Saturday, 10 November 2007


While just browsing the internet I came across a couple of facts that I found rather interesting:

The first is about the infamous fugu pufferfish (Takifugu spp.) It's a well known fact that a great majority of the human genome is comprised of so called "junk DNA" (regions of DNA that has no aparent function, for those of you who dont know). What's interesting about Fugu is that it has pretty much no junk DNA whatsoever.

According to Daniel Rokhsar, "within each taxonomic grouping, there can be wide variations in genome size that are not necessarily related to the complexity of the organism. These variations appear to be due to differing amounts of 'junk' or 'selfish' DNA, often dominated by the remains of ancient viral-like genomic infections that left hundreds of thousands of repetitive elements littered throughout the genome. The Fugu genome seems to have avoided these events and sequencing it will therefore allow us to obtain a complete vertebrate genome extremely rapidly."

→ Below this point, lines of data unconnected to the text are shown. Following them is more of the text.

//! Real driver backend over the Vulkan loader via `ash`.
//!
//! Enumerations use the raw `fp_v1_0()` entry points so each count/fill pair
//! maps onto one [`two_phase`](crate::driver::two_phase) call; the loader's
//! count-then-fill contract is kept visible instead of hidden inside `ash`'s
//! convenience wrappers.

use std::ffi::{c_char, CStr, CString};

use ash::vk::{self, Handle as _};
use tracing::debug;
use vkscope_report::{
    CapabilityExtension, DeviceCategory, DeviceHandle, DeviceIdentity, MemoryHeap, MemoryProfile,
    QueueFamilyCapability, QueueFlags, StatusCode,
};

use crate::driver::{CapabilityDriver, DriverContext, DriverResult, LayerRecord};
use crate::ProbeError;

/// Fixed identity metadata passed at context creation. Not user supplied.
const APP_NAME: &CStr = c"vkscope";
const APP_VERSION: u32 = 1;
const ENGINE_NAME: &CStr = c"vkscope";
const ENGINE_VERSION: u32 = 1;
const API_VERSION: u32 = vk::make_api_version(0, 1, 1, 0);

/// Map a raw Vulkan status to a [`DriverResult`].
///
/// `INCOMPLETE` is accepted: it means the item count shrank between the two
/// phases and the fill was truncated, which the callers handle by reading the
/// written count.
fn check(ret: vk::Result) -> DriverResult<()> {
    match ret {
        vk::Result::SUCCESS | vk::Result::INCOMPLETE => Ok(()),
        other => Err(StatusCode(other.as_raw())),
    }
}

/// Copy a fixed-size NUL-terminated C string field into an owned `String`.
fn fixed_cstr(raw: &[c_char]) -> String {
    let bytes: Vec<u8> = raw.iter().take_while(|&&c| c != 0).map(|&c| c as u8).collect();
    String::from_utf8_lossy(&bytes).into_owned()
}

/// Pre-context driver backend over the Vulkan loader.
pub struct AshDriver {
    entry: ash::Entry,
}

impl AshDriver {
    /// Load the Vulkan loader.
    pub fn load() -> Result<Self, ProbeError> {
        // SAFETY: loads the Vulkan loader via dynamic linking; it is only
        // used for capability queries.
        let entry =
            unsafe { ash::Entry::load() }.map_err(|e| ProbeError::Loader(e.to_string()))?;
        debug!("vulkan loader loaded");
        Ok(Self { entry })
    }
}

impl CapabilityDriver for AshDriver {
    fn extension_count(&self, scope: Option<&str>) -> DriverResult<u32> {
        let layer = scope_cstring(scope)?;
        let name_ptr = layer.as_ref().map_or(std::ptr::null(), |c| c.as_ptr());
        let mut count = 0u32;
        // SAFETY: a null properties pointer requests only the count.
        let ret = unsafe {
            (self.entry.fp_v1_0().enumerate_instance_extension_properties)(
                name_ptr,
                &mut count,
                std::ptr::null_mut(),
            )
        };
        check(ret)?;
        Ok(count)
    }

    fn extension_fill(
        &self,
        scope: Option<&str>,
        count: u32,
    ) -> DriverResult<Vec<CapabilityExtension>> {
        let layer = scope_cstring(scope)?;
        let name_ptr = layer.as_ref().map_or(std::ptr::null(), |c| c.as_ptr());
        let mut written = count;
        let mut props = vec![vk::ExtensionProperties::default(); count as usize];
        // SAFETY: the buffer holds exactly `count` elements and `written`
        // starts at that size.
        let ret = unsafe {
            (self.entry.fp_v1_0().enumerate_instance_extension_properties)(
                name_ptr,
                &mut written,
                props.as_mut_ptr(),
            )
        };
        check(ret)?;
        props.truncate(written as usize);
        Ok(props
            .iter()
            .map(|p| CapabilityExtension {
                name: fixed_cstr(&p.extension_name),
                spec_version: p.spec_version,
            })
            .collect())
    }

    fn layer_count(&self) -> DriverResult<u32> {
        let mut count = 0u32;
        // SAFETY: a null properties pointer requests only the count.
        let ret = unsafe {
            (self.entry.fp_v1_0().enumerate_instance_layer_properties)(
                &mut count,
                std::ptr::null_mut(),
            )
        };
        check(ret)?;
        Ok(count)
    }

    fn layer_fill(&self, count: u32) -> DriverResult<Vec<LayerRecord>> {
        let mut written = count;
        let mut props = vec![vk::LayerProperties::default(); count as usize];
        // SAFETY: the buffer holds exactly `count` elements.
        let ret = unsafe {
            (self.entry.fp_v1_0().enumerate_instance_layer_properties)(
                &mut written,
                props.as_mut_ptr(),
            )
        };
        check(ret)?;
        props.truncate(written as usize);
        Ok(props
            .iter()
            .map(|p| LayerRecord {
                name: fixed_cstr(&p.layer_name),
                description: fixed_cstr(&p.description),
                spec_version: p.spec_version,
                implementation_version: p.implementation_version,
            })
            .collect())
    }

    fn create_context(&self, enabled_layers: &[String]) -> DriverResult<Box<dyn DriverContext>> {
        let layer_names: Vec<CString> = enabled_layers
            .iter()
            .map(|name| CString::new(name.as_str()))
            .collect::<Result<_, _>>()
            .map_err(|_| StatusCode::LAYER_NOT_PRESENT)?;
        let layer_ptrs: Vec<*const c_char> = layer_names.iter().map(|c| c.as_ptr()).collect();

        let app_info = vk::ApplicationInfo::default()
            .application_name(APP_NAME)
            .application_version(APP_VERSION)
            .engine_name(ENGINE_NAME)
            .engine_version(ENGINE_VERSION)
            .api_version(API_VERSION);
        // The discovered platform extensions are informational only; none
        // are requested here.
        let create_info = vk::InstanceCreateInfo::default()
            .application_info(&app_info)
            .enabled_layer_names(&layer_ptrs);

        // SAFETY: create_info points to stack-local data valid for the call.
        let instance = unsafe { self.entry.create_instance(&create_info, None) }
            .map_err(|e| StatusCode(e.as_raw()))?;
        debug!("driver context created ({} layer(s) enabled)", enabled_layers.len());

        Ok(Box::new(AshContext { instance, enabled_layers: enabled_layers.to_vec() }))
    }
}

fn scope_cstring(scope: Option<&str>) -> DriverResult<Option<CString>> {
    match scope {
        None => Ok(None),
        // An interior NUL cannot name a real layer.
        Some(name) => {
            CString::new(name).map(Some).map_err(|_| StatusCode::LAYER_NOT_PRESENT)
        }
    }
}

/// A live Vulkan instance with the layers recorded at creation.
///
/// Destroyed exactly once in `Drop`, after which every device handle derived
/// from it is invalid; the pipeline copies all device data out before then.
pub struct AshContext {
    instance: ash::Instance,
    enabled_layers: Vec<String>,
}

impl AshContext {
    fn physical_device(&self, device: DeviceHandle) -> vk::PhysicalDevice {
        vk::PhysicalDevice::from_raw(device.0)
    }
}

impl DriverContext for AshContext {
    fn enabled_layers(&self) -> &[String] {
        &self.enabled_layers
    }

    fn device_count(&self) -> DriverResult<u32> {
        let mut count = 0u32;
        // SAFETY: valid instance handle; null pointer requests only the count.
        let ret = unsafe {
            (self.instance.fp_v1_0().enumerate_physical_devices)(
                self.instance.handle(),
                &mut count,
                std::ptr::null_mut(),
            )
        };
        check(ret)?;
        Ok(count)
    }

    fn device_fill(&self, count: u32) -> DriverResult<Vec<DeviceHandle>> {
        let mut written = count;
        let mut devices = vec![vk::PhysicalDevice::null(); count as usize];
        // SAFETY: the buffer holds exactly `count` elements.
        let ret = unsafe {
            (self.instance.fp_v1_0().enumerate_physical_devices)(
                self.instance.handle(),
                &mut written,
                devices.as_mut_ptr(),
            )
        };
        check(ret)?;
        devices.truncate(written as usize);
        Ok(devices.iter().map(|d| DeviceHandle(d.as_raw())).collect())
    }

    fn device_identity(&self, device: DeviceHandle) -> DriverResult<DeviceIdentity> {
        // SAFETY: the handle originates from enumerate_physical_devices on
        // this instance.
        let props =
            unsafe { self.instance.get_physical_device_properties(self.physical_device(device)) };
        Ok(DeviceIdentity {
            name: fixed_cstr(&props.device_name),
            vendor_id: props.vendor_id,
            device_id: props.device_id,
            category: DeviceCategory::from_driver_code(props.device_type.as_raw()),
            api_version: props.api_version,
            driver_version: props.driver_version,
        })
    }

    fn device_memory(&self, device: DeviceHandle) -> DriverResult<MemoryProfile> {
        // SAFETY: the handle originates from this instance.
        let props = unsafe {
            self.instance.get_physical_device_memory_properties(self.physical_device(device))
        };
        let heaps = props.memory_heaps[..props.memory_heap_count as usize]
            .iter()
            .map(|heap| MemoryHeap {
                size: heap.size,
                device_local: heap.flags.contains(vk::MemoryHeapFlags::DEVICE_LOCAL),
            })
            .collect();
        Ok(MemoryProfile { heaps, type_count: props.memory_type_count })
    }

    fn queue_family_count(&self, device: DeviceHandle) -> DriverResult<u32> {
        let mut count = 0u32;
        // SAFETY: valid device handle; null pointer requests only the count.
        // This entry point has no status return.
        unsafe {
            (self.instance.fp_v1_0().get_physical_device_queue_family_properties)(
                self.physical_device(device),
                &mut count,
                std::ptr::null_mut(),
            );
        }
        Ok(count)
    }

    fn queue_family_fill(
        &self,
        device: DeviceHandle,
        count: u32,
    ) -> DriverResult<Vec<QueueFamilyCapability>> {
        let mut written = count;
        let mut families = vec![vk::QueueFamilyProperties::default(); count as usize];
        // SAFETY: the buffer holds exactly `count` elements.
        unsafe {
            (self.instance.fp_v1_0().get_physical_device_queue_family_properties)(
                self.physical_device(device),
                &mut written,
                families.as_mut_ptr(),
            );
        }
        families.truncate(written as usize);
        Ok(families
            .iter()
            .map(|family| QueueFamilyCapability {
                // Same bit values; unknown driver bits are dropped.
                flags: QueueFlags::from_bits_truncate(family.queue_flags.as_raw()),
                queue_count: family.queue_count,
            })
            .collect())
    }
}

impl Drop for AshContext {
    fn drop(&mut self) {
        // SAFETY: destroyed exactly once; no handle derived from this
        // instance is used afterwards.
        unsafe { self.instance.destroy_instance(None) };
        debug!("driver context released");
    }
}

It may be that Fugu represents a pristiene "primitive" verterbrate genome, since it's been untained with retrotransposons or pseudogenes. It would be interesting to find out how the species has been able to avoid this. Maybe it's genome will shed some light on the divergance of verterbrates from inverterbrates some 530 million years ago.

The second interesting thing I came across was a paper on an experiment done in 1989 by Diane Dodd (Reproductive Isolation as a consequence of adaptive divergence in Drosophila pseudoobscura 1989 Evolution 43(6) pp. 1308-1311). This experiment is awesome because it shows speciation in action. What she did was raise one strain of D. pseudoobscura which, obviously, could breed with each other. She then seperated the population in two groups. One group was raised using a starch-based food, and the other was raised on a maltose-based food. These groups were reared for several generations (I think it was 8), and after were combined into one larger group again. What resulted was the maltose group only mated with the other maltose group flies; the starch flies only mated with other starch flies. There was reproductive isolation - in other words, speciation - between the two groups that started off as one interbreeding population.

This is evolution in action, folks! If anyone ever doubts that evolution is true because "no one has ever observed it", kick 'em in the shins and point them to this paper. Not only can we see the beginnings of evolution, but we can see it in as few as 8 generations.